Welcome to the Dark Side of Phylogenetics. The dark realm, in which the much-cherished bright sunlight of cladistics – you just infer a one-dimensional stick graph, and this tells you all you need to know about evolution – diminishes into an ephemeral line at the horizon.
Act 3. Stepping out of the comfort zone into the pastDespite the genetic chaos (to some degree) and with a little training, anyone can identify the few generally accepted species in nature (good species in accordance with Mallet's object-orientated solution to the species question). With more training and insights you can even realise that we have three or four contemporary species in western Eurasia, and not one (Denk 1999b,c; Gömöry & Paule 2010). We never found however the muse to formalise this.
Thus, one could make a morphology-based tree that made sense at the time (Denk 2003), but linking that tree with the genetics of the genus (Denk et al. 2005) made things not easier. Especially when we started to add fossils, including some that may be ancestors of others (and modern-day species). Something the classical trees (and Farrisian cladistics) simply cannot handle (we did even tried explicit biogeographic inferences, but their results were completely for the bin). We moved on to networks and exploratory data analysis (EDA; Denk & Grimm 2009).
EDA is something, I never had heard anything about before I learned about the Genealogical World of Phylogenetic Networks (GWoN) and met David Morrison about five years later, when he came visiting me to see with his own eyes the little heretic sitting at Farris' own institution. But even ignorant of what EDA means, I had been doing it since my Diplom thesis. A bit late (and too late for me to stay in professional science), but it was good to know, I was not travelling a totally obscure path, but one that had been taken by others a good time before me.
Networks are a natural choice for morphological data, and data sets including fossils (see e.g. posts on GWoN). When I was still in Tübingen, a fellow mycologist, Markus Göker, pointed me to a paper in the Journal of Theoretical Biology by Spencer et al. (2004). Later, we teamed up for some pretty heretic papers, one providing the first individual-based genetic network of beeches and a solution to the ITS variation problem by using a “host-associate” framework (Göker & Grimm 2008); another an alignment-free way to define cryptic species in planktic foramifers (Göker et al. 2010) — you know, things mycologists and geno-geologists typically team up for.

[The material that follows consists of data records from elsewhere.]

//! Per-visa, per-track scoring formulas.
//!
//! Every evaluator checks its categorical disqualifiers first. Any disqualifier forces a
//! score of 0 and `REJECTED` and the weighted formula is skipped entirely.

mod checks;
mod instructor;
mod professor;
mod reentry;
mod specialist;
mod tables;

use std::collections::BTreeMap;
use std::fmt;

use chrono::NaiveDate;
use serde::{Deserialize, Serialize};
use tracing::debug;

use super::context::EvaluationContext;
use super::domain::{clamp_score, ApplicantData, ApplicationType, DegreeLevel, Issue, VisaType};
use super::error::EligibilityError;

pub use tables::{
    normalize_visa_code, ChangeSourcePolicy, EligibilityTables, InstitutionEntry,
    InstitutionTable, InstitutionVerdict, SourceVerdict, StatusBands,
};

/// Evaluators read the same context as rules.
pub type TrackInput<'a> = EvaluationContext<'a>;

#[derive(Debug, Clone, Copy, PartialEq, Eq, PartialOrd, Ord, Hash, Serialize, Deserialize)]
#[serde(rename_all = "SCREAMING_SNAKE_CASE")]
pub enum TrackStatus {
    Approved,
    Conditional,
    Rejected,
}

impl TrackStatus {
    pub const fn label(self) -> &'static str {
        match self {
            TrackStatus::Approved => "APPROVED",
            TrackStatus::Conditional => "CONDITIONAL",
            TrackStatus::Rejected => "REJECTED",
        }
    }
}

impl fmt::Display for TrackStatus {
    fn fmt(&self, f: &mut fmt::Formatter<'_>) -> fmt::Result {
        f.write_str(self.label())
    }
}

/// Structural check contributing one weighted component to a track score.
#[derive(Debug, Clone, Copy, PartialEq, Eq, PartialOrd, Ord, Hash, Serialize, Deserialize)]
#[serde(rename_all = "snake_case")]
pub enum TrackFactor {
    Institution,
    Employer,
    Qualification,
    ActivityPlan,
    Documentation,
    EmploymentContinuity,
    StayCompliance,
    SourceVisa,
    Nationality,
    Contract,
    ImmigrationStatus,
    Absence,
    Employment,
}

impl TrackFactor {
    pub const fn label(self) -> &'static str {
        match self {
            TrackFactor::Institution => "institution eligibility",
            TrackFactor::Employer => "employer eligibility",
            TrackFactor::Qualification => "qualification",
            TrackFactor::ActivityPlan => "activity plan",
            TrackFactor::Documentation => "documentation",
            TrackFactor::EmploymentContinuity => "employment continuity",
            TrackFactor::StayCompliance => "stay compliance",
            TrackFactor::SourceVisa => "source visa",
            TrackFactor::Nationality => "nationality",
            TrackFactor::Contract => "contract terms",
            TrackFactor::ImmigrationStatus => "immigration status",
            TrackFactor::Absence => "planned absence",
            TrackFactor::Employment => "employment status",
        }
    }
}

#[derive(Debug, Clone, PartialEq, Serialize, Deserialize)]
#[serde(rename_all = "camelCase")]
pub struct ScoreComponent {
    pub factor: TrackFactor,
    pub weight: f64,
    pub score: u8,
    pub notes: String,
}

/// Categorical condition that makes an application ineligible outright.
#[derive(Debug, Clone, PartialEq, Eq, Serialize, Deserialize)]
#[serde(tag = "kind", rename_all = "snake_case")]
pub enum Disqualifier {
    IneligibleInstitution {
        institution_type: String,
        reason: String,
    },
    IneligibleEmployer {
        institution_type: String,
        reason: String,
    },
    VisaExpired {
        expired_on: NaiveDate,
    },
    DisallowedSourceVisa {
        current_visa: String,
    },
    NationalityNotEligible {
        nationality: Option<String>,
    },
    CriminalRecord,
    DegreeBelowMinimum {
        held: DegreeLevel,
        minimum: DegreeLevel,
    },
    SalaryBelowFloor {
        declared: u64,
        floor: u64,
    },
    UnregisteredStay,
    ReturnAfterExpiry {
        planned_return: NaiveDate,
        visa_expiry: NaiveDate,
    },
}

impl Disqualifier {
    pub fn summary(&self) -> String {
        match self {
            Disqualifier::IneligibleInstitution {
                institution_type,
                reason,
            } => format!("institution type '{institution_type}' is ineligible: {reason}"),
            Disqualifier::IneligibleEmployer {
                institution_type,
                reason,
            } => format!("employer type '{institution_type}' is ineligible: {reason}"),
            Disqualifier::VisaExpired { expired_on } => {
                format!("current visa expired on {expired_on}")
            }
            Disqualifier::DisallowedSourceVisa { current_visa } => {
                format!("change of status from {current_visa} is not permitted")
            }
            Disqualifier::NationalityNotEligible { nationality } => match nationality {
                Some(code) => {
                    format!("nationality {code} is outside the eligible nationality table")
                }
                None => "nationality not declared".to_string(),
            },
            Disqualifier::CriminalRecord => "criminal record declared".to_string(),
            Disqualifier::DegreeBelowMinimum { held, minimum } => {
                format!("{} is below the required {}", held.label(), minimum.label())
            }
            Disqualifier::SalaryBelowFloor { declared, floor } => {
                format!("annual salary {declared} is below the floor of {floor}")
            }
            Disqualifier::UnregisteredStay => "stay is not registered".to_string(),
            Disqualifier::ReturnAfterExpiry {
                planned_return,
                visa_expiry,
            } => format!("planned return {planned_return} falls after visa expiry {visa_expiry}"),
        }
    }
}

impl fmt::Display for Disqualifier {
    fn fmt(&self, f: &mut fmt::Formatter<'_>) -> fmt::Result {
        f.write_str(&self.summary())
    }
}

/// Applicant attributes an evaluator cannot run without.
#[derive(Debug, Clone, Copy, PartialEq, Eq, PartialOrd, Ord, Hash, Serialize, Deserialize)]
#[serde(rename_all = "snake_case")]
pub enum RequiredField {
    CurrentVisa,
    Nationality,
    Education,
    Experience,
    Institution,
    Position,
    Contract,
    Stay,
    VisaExpiry,
}

impl RequiredField {
    pub const fn id(self) -> &'static str {
        match self {
            RequiredField::CurrentVisa => "evaluation.currentVisa",
            RequiredField::Nationality => "administrative.nationality",
            RequiredField::Education => "evaluation.education",
            RequiredField::Experience => "evaluation.experience",
            RequiredField::Institution => "evaluation.institution",
            RequiredField::Position => "evaluation.position",
            RequiredField::Contract => "evaluation.contract",
            RequiredField::Stay => "evaluation.stay",
            RequiredField::VisaExpiry => "evaluation.stay.visaExpiry",
        }
    }

    pub fn present(self, applicant: &ApplicantData) -> bool {
        let attributes = &applicant.evaluation;
        match self {
            RequiredField::CurrentVisa => attributes
                .current_visa
                .as_deref()
                .map(|code| !code.trim().is_empty())
                .unwrap_or(false),
            RequiredField::Nationality => applicant
                .administrative
                .nationality
                .as_deref()
                .map(|code| !code.trim().is_empty())
                .unwrap_or(false),
            RequiredField::Education => attributes.education.is_some(),
            RequiredField::Experience => attributes.experience.is_some(),
            RequiredField::Institution => attributes.institution.is_some(),
            RequiredField::Position => attributes.position.is_some(),
            RequiredField::Contract => attributes.contract.is_some(),
            RequiredField::Stay => attributes.stay.is_some(),
            RequiredField::VisaExpiry => attributes
                .stay
                .as_ref()
                .and_then(|stay| stay.visa_expiry)
                .is_some(),
        }
    }
}

/// Accumulates weighted components and diagnostics while an evaluator runs.
#[derive(Debug, Default)]
pub struct Scorecard {
    components: Vec<ScoreComponent>,
    issues: Vec<Issue>,
    strengths: Vec<String>,
    recommendations: Vec<String>,
}

impl Scorecard {
    pub fn component(
        &mut self,
        factor: TrackFactor,
        weight: f64,
        score: f64,
        notes: impl Into<String>,
    ) {
        self.components.push(ScoreComponent {
            factor,
            weight,
            score: clamp_score(score),
            notes: notes.into(),
        });
    }

    pub fn issue(&mut self, issue: Issue) {
        self.issues.push(issue);
    }

    pub fn strength(&mut self, strength: impl Into<String>) {
        self.strengths.push(strength.into());
    }

    pub fn recommend(&mut self, recommendation: impl Into<String>) {
        self.recommendations.push(recommendation.into());
    }

    fn weighted_score(&self) -> u8 {
        let total_weight: f64 = self.components.iter().map(|c| c.weight).sum();
        if total_weight <= 0.0 {
            return 0;
        }
        let weighted: f64 = self
            .components
            .iter()
            .map(|c| f64::from(c.score) * c.weight)
            .sum();
        clamp_score(weighted / total_weight)
    }
}

#[derive(Debug, Clone, PartialEq, Serialize, Deserialize)]
#[serde(rename_all = "camelCase")]
pub struct TrackEvaluation {
    pub evaluator: String,
    pub visa_type: VisaType,
    pub application_type: ApplicationType,
    pub score: u8,
    pub status: TrackStatus,
    pub components: Vec<ScoreComponent>,
    pub disqualifiers: Vec<Disqualifier>,
    pub issues: Vec<Issue>,
    pub strengths: Vec<String>,
    pub recommendations: Vec<String>,
}

impl TrackEvaluation {
    pub fn is_disqualified(&self) -> bool {
        !self.disqualifiers.is_empty()
    }
}

/// Scoring contract shared by every (visa type, track) evaluator.
pub trait TrackEvaluator: Send + Sync {
    fn name(&self) -> &'static str;
    fn visa_type(&self) -> VisaType;
    fn application_type(&self) -> ApplicationType;
    fn required_fields(&self) -> &'static [RequiredField];

    /// Categorical disqualifiers, checked before any weighted scoring.
    fn disqualifiers(&self, input: &TrackInput<'_>) -> Vec<Disqualifier>;

    /// Weighted components for an application that passed every disqualifier.
    fn score(&self, input: &TrackInput<'_>, card: &mut Scorecard);

    fn evaluate(&self, input: &TrackInput<'_>) -> Result<TrackEvaluation, EligibilityError> {
        let missing_fields: Vec<String> = self
            .required_fields()
            .iter()
            .filter(|field| !field.present(input.applicant))
            .map(|field| field.id().to_string())
            .collect();
        if !missing_fields.is_empty() {
            return Err(EligibilityError::ValidationInput {
                evaluator: self.name().to_string(),
                missing_fields,
            });
        }

        let disqualifiers = self.disqualifiers(input);
        if !disqualifiers.is_empty() {
            debug!(
                evaluator = self.name(),
                disqualifiers = disqualifiers.len(),
                "hard disqualifier, skipping weighted scoring"
            );
            let issues = disqualifiers
                .iter()
                .map(|disqualifier| Issue::critical(disqualifier.summary()))
                .collect();
            return Ok(TrackEvaluation {
                evaluator: self.name().to_string(),
                visa_type: self.visa_type(),
                application_type: self.application_type(),
                score: 0,
                status: TrackStatus::Rejected,
                components: Vec::new(),
                disqualifiers,
                issues,
                strengths: Vec::new(),
                recommendations: Vec::new(),
            });
        }

        let mut card = Scorecard::default();
        self.score(input, &mut card);
        let score = card.weighted_score();
        let status = input.tables.status_bands.status(score);
        debug!(evaluator = self.name(), score, %status, "track evaluated");

        Ok(TrackEvaluation {
            evaluator: self.name().to_string(),
            visa_type: self.visa_type(),
            application_type: self.application_type(),
            score,
            status,
            components: card.components,
            disqualifiers: Vec::new(),
            issues: card.issues,
            strengths: card.strengths,
            recommendations: card.recommendations,
        })
    }
}

/// Lookup table from (visa type, track) to its evaluator.
pub struct EvaluatorRegistry {
    evaluators: BTreeMap<(VisaType, ApplicationType), Box<dyn TrackEvaluator>>,
}

impl fmt::Debug for EvaluatorRegistry {
    fn fmt(&self, f: &mut fmt::Formatter<'_>) -> fmt::Result {
        f.debug_struct("EvaluatorRegistry")
            .field("tracks", &self.evaluators.keys().collect::<Vec<_>>())
            .finish()
    }
}

impl EvaluatorRegistry {
    pub fn empty() -> Self {
        Self {
            evaluators: BTreeMap::new(),
        }
    }

    /// Every supported track. E-7 has no change-of-status evaluator.
    pub fn standard() -> Self {
        let mut registry = Self::empty();
        registry.register(professor::NewProfessor);
        registry.register(professor::ProfessorExtension);
        registry.register(professor::ProfessorChange);
        registry.register(instructor::NewInstructor);
        registry.register(instructor::InstructorExtension);
        registry.register(instructor::InstructorChange);
        registry.register(specialist::NewSpecialist);
        registry.register(specialist::SpecialistExtension);
        for visa_type in VisaType::ALL {
            registry.register(reentry::ReentryPermit::new(visa_type));
        }
        registry
    }

    pub fn register<E: TrackEvaluator + 'static>(&mut self, evaluator: E) {
        self.evaluators.insert(
            (evaluator.visa_type(), evaluator.application_type()),
            Box::new(evaluator),
        );
    }

    pub fn supports(&self, visa_type: VisaType, application_type: ApplicationType) -> bool {
        self.evaluators.contains_key(&(visa_type, application_type))
    }

    pub fn get(
        &self,
        visa_type: VisaType,
        application_type: ApplicationType,
    ) -> Result<&dyn TrackEvaluator, EligibilityError> {
        self.evaluators
            .get(&(visa_type, application_type))
            .map(|evaluator| evaluator.as_ref())
            .ok_or(EligibilityError::UnsupportedApplicationType {
                visa_type,
                application_type,
            })
    }

    pub fn evaluate(&self, input: &TrackInput<'_>) -> Result<TrackEvaluation, EligibilityError> {
        self.get(input.visa_type, input.application_type)?
            .evaluate(input)
    }
}

impl Default for EvaluatorRegistry {
    fn default() -> Self {
        Self::standard()
    }
}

Spencer et al. found that the Neighbour-net (Bryant & Moulton 2002, 2004), a planar (2-dimensional) distance-based (meta)phylogenetic graph, outperforms all tree-based inference method when it comes to actual ancestor-descendant relationships. Due to my analysis of genetic data in beeches (and maples, and then oaks, Denk & Grimm 2010) and the sheer coincidence that Daniel Huson, the programmer of SplitsTree, got a professorship in Tübingen sitting in the same building than the husband of my boss, I knew about the potential of consensus networks to visualise internal data conflict and topological alternative. Just from the spatio-temporal distribution of beech fossils (map above), it is pretty obvious that some fossil morphotypes represent precursors (and likely direct ancestors) of one or more modern-day species, others are similar but harder to place. Neighbour-nets and "bipartition networks" (Grimm et al. 2006), better labelled support consensus networks (Schliep et al. 2017), seemed a natural choice.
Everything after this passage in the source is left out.